Try moving around rocks and plants.


----------



## emc7 (Jul 23, 2005)

You can try to break up site lines with tall plants. Cichlids will defend a territory, especially if they are breeding or want to breed. Sometimes they will take a smaller territory is there is an obvious division. But if you tank size < desired territory size, then you are going to have to remove some fish or put a divider in the tank.


----------



## Cichlid Dude! (Mar 15, 2011)

I tried that with my rams, it hasn't worked well, my male is getting pounded! Poor Fritz! I think I'll see if my female starts getting more tolerant


----------



## Jimmyjet92 (Feb 16, 2011)

hmmm.... i do have some big plants in my 38 gallon and he seems to attack any time any fish is near him any where in the tank like it doesnt matter what area of the tank they are in. but just wondering do the fins start to grow back? it looks to me that they are growing back together, is that possible?


----------



## toddnbecka (Jun 30, 2006)

Cichlids are territorial fish, and that one may consider the whole tank his own. Goldfish shouldn't be kept in the warmer temps most other fish need, and they will grow too large for a 38 sooner or later.


----------



## Jimmyjet92 (Feb 16, 2011)

toddnbecka said:


> Cichlids are territorial fish, and that one may consider the whole tank his own.
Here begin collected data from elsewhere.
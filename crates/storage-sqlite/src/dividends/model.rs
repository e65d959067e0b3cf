//! Database models for dividend events.

use chrono::NaiveDate;
use diesel::prelude::*;
use etf_tracker_core::dividends::{Dividend, DividendCalendarItem, NewDividend};

use crate::etfs::EtfDB;

#[derive(Queryable, Identifiable, Associations, Selectable, PartialEq, Debug, Clone)]
#[diesel(belongs_to(EtfDB, foreign_key = etf_id))]
#[diesel(table_name = crate::schema::dividends)]
#[diesel(check_for_backend(diesel::sqlite::Sqlite))]
pub struct DividendDB {
    pub id: i32,
    pub etf_id: i32,
    pub ex_dividend_date: NaiveDate,
    pub payment_date: NaiveDate,
    pub dividend_per_share: f64,
    pub frequency: String,
}

#[derive(Insertable, Debug, Clone)]
#[diesel(table_name = crate::schema::dividends)]
pub struct NewDividendDB {
    pub etf_id: i32,
    pub ex_dividend_date: NaiveDate,
    pub payment_date: NaiveDate,
    pub dividend_per_share: f64,
    pub frequency: String,
}

impl From<DividendDB> for Dividend {
    fn from(db: DividendDB) -> Self {
        Self {
            id: db.id,
            etf_id: db.etf_id,
            ex_dividend_date: db.ex_dividend_date,
            payment_date: db.payment_date,
            dividend_per_share: db.dividend_per_share,
            frequency: db.frequency.into(),
        }
    }
}

impl From<NewDividend> for NewDividendDB {
    fn from(domain: NewDividend) -> Self {
        Self {
            etf_id: domain.etf_id,
            ex_dividend_date: domain.ex_dividend_date,
            payment_date: domain.payment_date,
            dividend_per_share: domain.dividend_per_share,
            frequency: domain.frequency.into(),
        }
    }
}

/// Dividend row joined with `(ticker, name, dividend_yield)` of its ETF.
pub(crate) type CalendarRow = (DividendDB, String, String, f64);

pub(crate) fn calendar_item(row: CalendarRow) -> DividendCalendarItem {
    let (dividend, ticker, name, dividend_yield) = row;
    DividendCalendarItem {
        id: dividend.id,
        ticker,
        name,
        ex_dividend_date: dividend.ex_dividend_date,
        payment_date: dividend.payment_date,
        dividend_per_share: dividend.dividend_per_share,
        frequency: dividend.frequency.into(),
        dividend_yield: Some(dividend_yield),
    }
}
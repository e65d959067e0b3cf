//! Pure derivation of the sample data written by a seed run.
//!
//! A [`SeedPlan`] holds everything that will be inserted. Holdings and
//! dividends reference ETFs by their position in the catalog because the
//! store assigns ids only when the ETFs are inserted.

use chrono::{Duration, NaiveDate};
use serde::{Deserialize, Serialize};

use super::seed_catalog::SeedCatalog;
use crate::dividends::{DividendFrequency, NewDividend};
use crate::etfs::NewEtf;
use crate::portfolios::NewPortfolio;

/// Days from the seed-run date to each scheduled ex-dividend date.
pub const EX_DIVIDEND_BASE_OFFSETS_DAYS: [i64; 3] = [10, 40, 70];

/// Extra days added per ETF position so schedules do not collide.
pub const EX_DIVIDEND_STAGGER_DAYS: i64 = 7;

/// Days between ex-dividend date and payment date.
pub const PAYMENT_LAG_DAYS: i64 = 14;

/// Yields strictly above this percentage are paid monthly.
pub const MONTHLY_YIELD_THRESHOLD: f64 = 5.0;

const MONTHS_PER_YEAR: f64 = 12.0;

/// Per-share amount of one distribution: the annual dividend implied by the
/// yield, spread evenly over twelve months regardless of actual cadence.
pub fn monthly_dividend_per_share(current_price: f64, dividend_yield: f64) -> f64 {
    current_price * dividend_yield / 100.0 / MONTHS_PER_YEAR
}

pub fn frequency_for_yield(dividend_yield: f64) -> DividendFrequency {
    if dividend_yield > MONTHLY_YIELD_THRESHOLD {
        DividendFrequency::Monthly
    } else {
        DividendFrequency::Quarterly
    }
}

/// Holding that will be linked to the ETF at `etf_index` once it has an id.
#[derive(Debug, Clone, Serialize, Deserialize, PartialEq)]
pub struct PlannedHolding {
    pub etf_index: usize,
    pub shares: f64,
    pub avg_price: f64,
    pub total_invested: f64,
}

impl PlannedHolding {
    pub fn into_new_portfolio(self, etf_id: i32) -> NewPortfolio {
        NewPortfolio {
            etf_id,
            shares: self.shares,
            avg_price: self.avg_price,
            total_invested: self.total_invested,
        }
    }
}

/// Dividend event that will be linked to the ETF at `etf_index`.
#[derive(Debug, Clone, Serialize, Deserialize, PartialEq)]
pub struct PlannedDividend {
    pub etf_index: usize,
    pub ex_dividend_date: NaiveDate,
    pub payment_date: NaiveDate,
    pub dividend_per_share: f64,
    pub frequency: DividendFrequency,
}

impl PlannedDividend {
    pub fn into_new_dividend(self, etf_id: i32) -> NewDividend {
        NewDividend {
            etf_id,
            ex_dividend_date: self.ex_dividend_date,
            payment_date: self.payment_date,
            dividend_per_share: self.dividend_per_share,
            frequency: self.frequency,
        }
    }
}

/// Three dividend events for the ETF at `position` among the scheduled ETFs.
pub fn dividend_schedule(etf: &NewEtf, position: usize, today: NaiveDate) -> Vec<PlannedDividend> {
    let stagger = EX_DIVIDEND_STAGGER_DAYS * position as i64;
    let dividend_per_share = monthly_dividend_per_share(etf.current_price, etf.dividend_yield);
    let frequency = frequency_for_yield(etf.dividend_yield);

    EX_DIVIDEND_BASE_OFFSETS_DAYS
        .iter()
        .map(|base| {
            let ex_dividend_date = today + Duration::days(base + stagger);
            PlannedDividend {
                etf_index: position,
                ex_dividend_date,
                payment_date: ex_dividend_date + Duration::days(PAYMENT_LAG_DAYS),
                dividend_per_share,
                frequency: frequency.clone(),
            }
        })
        .collect()
}

/// Everything a seed run inserts, in insertion order.
#[derive(Debug, Clone, Serialize, Deserialize, PartialEq)]
pub struct SeedPlan {
    pub etfs: Vec<NewEtf>,
    pub holdings: Vec<PlannedHolding>,
    pub dividends: Vec<PlannedDividend>,
}

impl SeedPlan {
    /// Builds the plan for a run on `today`.
    ///
    /// Holdings go to the leading catalog ETFs in order, and those same ETFs
    /// get a dividend schedule.
    pub fn build(catalog: &SeedCatalog, today: NaiveDate) -> Self {
        let holdings: Vec<PlannedHolding> = catalog
            .holdings
            .iter()
            .enumerate()
            .map(|(etf_index, holding)| PlannedHolding {
                etf_index,
                shares: holding.shares,
                avg_price: holding.avg_price,
                total_invested: holding.total_invested,
            })
            .collect();

        let dividends = catalog
            .etfs
            .iter()
            .take(holdings.len())
            .enumerate()
            .flat_map(|(position, etf)| dividend_schedule(etf, position, today))
            .collect();

        Self {
            etfs: catalog.etfs.clone(),
            holdings,
            dividends,
        }
    }
}

#[cfg(test)]
mod tests {
    use super::*;
    use proptest::prelude::*;

    fn etf_with(ticker: &str, current_price: f64, dividend_yield: f64) -> NewEtf {
        NewEtf {
            ticker: ticker.to_string(),
            name: format!("{} Fund", ticker),
            current_price,
            previous_price: current_price,
            dividend_yield,
            expense_ratio: 0.1,
            aum: 100.0,
            volume: 1_000,
            sector: "Diversified".to_string(),
            region: "US".to_string(),
            return_1d: 0.0,
            return_1w: 0.0,
            return_1m: 0.0,
            return_1y: 0.0,
            investment_strategy: None,
            top_holdings: None,
        }
    }

    fn run_date() -> NaiveDate {
        NaiveDate::from_ymd_opt(2024, 1, 1).unwrap()
    }

    #[test]
    fn test_schd_dividend_amount_and_frequency() {
        let schd = etf_with("SCHD", 28000.0, 3.8);
        let schedule = dividend_schedule(&schd, 0, run_date());

        assert_eq!(schedule.len(), 3);
        for event in &schedule {
            assert!((event.dividend_per_share - 88.666_666).abs() < 1e-3);
            assert_eq!(event.frequency, DividendFrequency::Quarterly);
        }
    }

    #[test]
    fn test_threshold_is_strict() {
        assert_eq!(frequency_for_yield(5.0), DividendFrequency::Quarterly);
        assert_eq!(frequency_for_yield(5.01), DividendFrequency::Monthly);
        assert_eq!(frequency_for_yield(0.0), DividendFrequency::Quarterly);
        assert_eq!(frequency_for_yield(11.4), DividendFrequency::Monthly);
    }

    #[test]
    fn test_schedule_dates_for_position() {
        let etf = etf_with("QYLD", 21000.0, 11.4);
        let schedule = dividend_schedule(&etf, 2, run_date());

        let ex_dates: Vec<_> = schedule.iter().map(|d| d.ex_dividend_date).collect();
        assert_eq!(
            ex_dates,
            vec![
                NaiveDate::from_ymd_opt(2024, 1, 25).unwrap(),
                NaiveDate::from_ymd_opt(2024, 2, 24).unwrap(),
                NaiveDate::from_ymd_opt(2024, 3, 25).unwrap(),
            ]
        );
        assert_eq!(
            schedule[0].payment_date,
            NaiveDate::from_ymd_opt(2024, 2, 8).unwrap()
        );
        assert!(schedule.iter().all(|d| d.etf_index == 2));
    }

    #[test]
    fn test_plan_from_embedded_catalog() {
        let catalog = SeedCatalog::embedded().unwrap();
        let plan = SeedPlan::build(&catalog, run_date());

        assert_eq!(plan.etfs.len(), 50);
        assert_eq!(plan.holdings.len(), 5);
        assert_eq!(plan.dividends.len(), 15);

        for position in 0..5 {
            let count = plan
                .dividends
                .iter()
                .filter(|d| d.etf_index == position)
                .count();
            assert_eq!(count, 3);
        }
        assert!(plan.dividends.iter().all(|d| d.etf_index < 5));

        // JEPQ: 58000 * 10.2 / 100 / 12
        let jepq = &plan.dividends[0];
        assert!((jepq.dividend_per_share - 493.0).abs() < 1e-9);
        assert_eq!(jepq.frequency, DividendFrequency::Monthly);
    }

    #[test]
    fn test_holdings_are_taken_verbatim() {
        let catalog = SeedCatalog::embedded().unwrap();
        let plan = SeedPlan::build(&catalog, run_date());

        for (index, (planned, literal)) in plan.holdings.iter().zip(&catalog.holdings).enumerate() {
            assert_eq!(planned.etf_index, index);
            assert_eq!(planned.shares, literal.shares);
            assert_eq!(planned.avg_price, literal.avg_price);
            assert_eq!(planned.total_invested, literal.total_invested);
        }

        let portfolio = plan.holdings[1].clone().into_new_portfolio(42);
        assert_eq!(portfolio.etf_id, 42);
        assert_eq!(portfolio.shares, 15.0);
        assert_eq!(portfolio.avg_price, 60000.0);
    }

    #[test]
    fn test_catalog_without_holdings_plans_no_dividends() {
        let catalog = SeedCatalog {
            version: 1,
            etfs: vec![etf_with("AAA", 10.0, 9.0)],
            holdings: vec![],
        };
        let plan = SeedPlan::build(&catalog, run_date());
        assert_eq!(plan.etfs.len(), 1);
        assert!(plan.holdings.is_empty());
        assert!(plan.dividends.is_empty());
    }

    proptest! {
        #[test]
        fn prop_schedule_invariants(
            price in 1.0f64..500_000.0,
            dividend_yield in 0.0f64..20.0,
            position in 0usize..5,
            day_offset in 0i64..3650,
        ) {
            let today = run_date() + Duration::days(day_offset);
            let etf = etf_with("PROP", price, dividend_yield);
            let schedule = dividend_schedule(&etf, position, today);

            prop_assert_eq!(schedule.len(), 3);
            for pair in schedule.windows(2) {
                prop_assert!(pair[0].ex_dividend_date < pair[1].ex_dividend_date);
            }
            for (event, base) in schedule.iter().zip(EX_DIVIDEND_BASE_OFFSETS_DAYS) {
                prop_assert_eq!(
                    event.ex_dividend_date,
                    today + Duration::days(base + 7 * position as i64)
                );
                prop_assert_eq!(event.payment_date, event.ex_dividend_date + Duration::days(14));

                let expected = price * dividend_yield / 100.0 / 12.0;
                prop_assert!((event.dividend_per_share - expected).abs() <= 1e-9 * expected.max(1.0));

                let monthly = event.frequency == DividendFrequency::Monthly;
                prop_assert_eq!(monthly, dividend_yield > 5.0);
                if !monthly {
                    prop_assert_eq!(&event.frequency, &DividendFrequency::Quarterly);
                }
            }
        }
    }
}
//! Core error types for the ETF tracker.
//!
//! This module defines database-agnostic error types. Storage-specific errors
//! (from Diesel, SQLite, etc.) are converted to these types by the storage layer.

use thiserror::Error;

/// Type alias for Result using our Error type.
pub type Result<T> = std::result::Result<T, Error>;

/// Root error type for the ETF tracker.
#[derive(Error, Debug)]
pub enum Error {
    #[error("Database operation failed: {0}")]
    Database(#[from] DatabaseError),

    #[error("Seed catalog error: {0}")]
    Catalog(#[from] CatalogError),
}

/// Database-agnostic error type for storage operations.
///
/// This enum uses `String` for all error details, allowing the storage layer
/// to convert storage-specific errors (Diesel, SQLite, etc.) into this format.
#[derive(Error, Debug)]
pub enum DatabaseError {
    /// Failed to establish a database connection.
    #[error("Failed to connect to database: {0}")]
    ConnectionFailed(String),

    /// Failed to create or configure the connection pool.
    #[error("Failed to create database pool: {0}")]
    PoolCreationFailed(String),

    /// A database query failed to execute.
    #[error("Database query failed: {0}")]
    QueryFailed(String),

    /// The requested record was not found.
    #[error("Record not found: {0}")]
    NotFound(String),

    /// A unique constraint was violated (e.g., duplicate ticker).
    #[error("Unique constraint violation: {0}")]
    UniqueViolation(String),

    /// A foreign key constraint was violated.
    #[error("Foreign key violation: {0}")]
    ForeignKeyViolation(String),

    /// Schema bootstrap failed.
    #[error("Database migration failed: {0}")]
    MigrationFailed(String),

    /// Internal/unexpected database error.
    #[error("Internal database error: {0}")]
    Internal(String),
}

/// Errors raised while loading or checking the seed catalog.
#[derive(Error, Debug)]
pub enum CatalogError {
    #[error("Failed to read catalog file {path}: {message}")]
    Read { path: String, message: String },

    #[error("Failed to parse catalog: {0}")]
    Parse(#[from] serde_json::Error),

    #[error("Catalog contains no ETFs")]
    Empty,

    #[error("Ticker '{0}' appears more than once in the catalog")]
    DuplicateTicker(String),

    #[error("Catalog lists {holdings} holdings but only {etfs} ETFs")]
    TooManyHoldings { holdings: usize, etfs: usize },
}

/// Raised when parsing caller-supplied values such as a return period.
#[derive(Error, Debug)]
pub enum ValidationError {
    #[error("Invalid input: {0}")]
    InvalidInput(String),
}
Goldfish shouldn't be kept in the warmer temps most other fish need, and they will grow too large for a 38 sooner or later.


ya my goldfish were just my starter fish about 6 months ago, and i dont plan on keeping them for too long but its weird that he goes for the goldfish, but not my angel fish.... so im guessing they work together really well?


----------



## toddnbecka (Jun 30, 2006)

Angelfish are cichlids, and have an instinctive understanding of territorial behavior. Goldfish are basically clueless.


----------



## emc7 (Jul 23, 2005)

Just about all SA/CA cichlids will work out boundaries and pecking order amongst themselves. There can still be dead fish when one fish or pair wants the whole tank, but you will often see it coming because the 'loser' fish will tuck into a upper corner trying to get out of site of the bully. 

Goldfish are supposed to be smart and trainable, but an Asian carp is not understanding the 'keep out' message in 'cichlid' and is going to keep getting nipped.


----------



## Jimmyjet92 (Feb 16, 2011)

well i watched em for like 4 hours strait today while doing homework..... the black belt is no longer attacking them, its weird but i like it, they are even eatting next to eachother with out a problem. and i had no idea angel fish were cichlids..... interesting


----------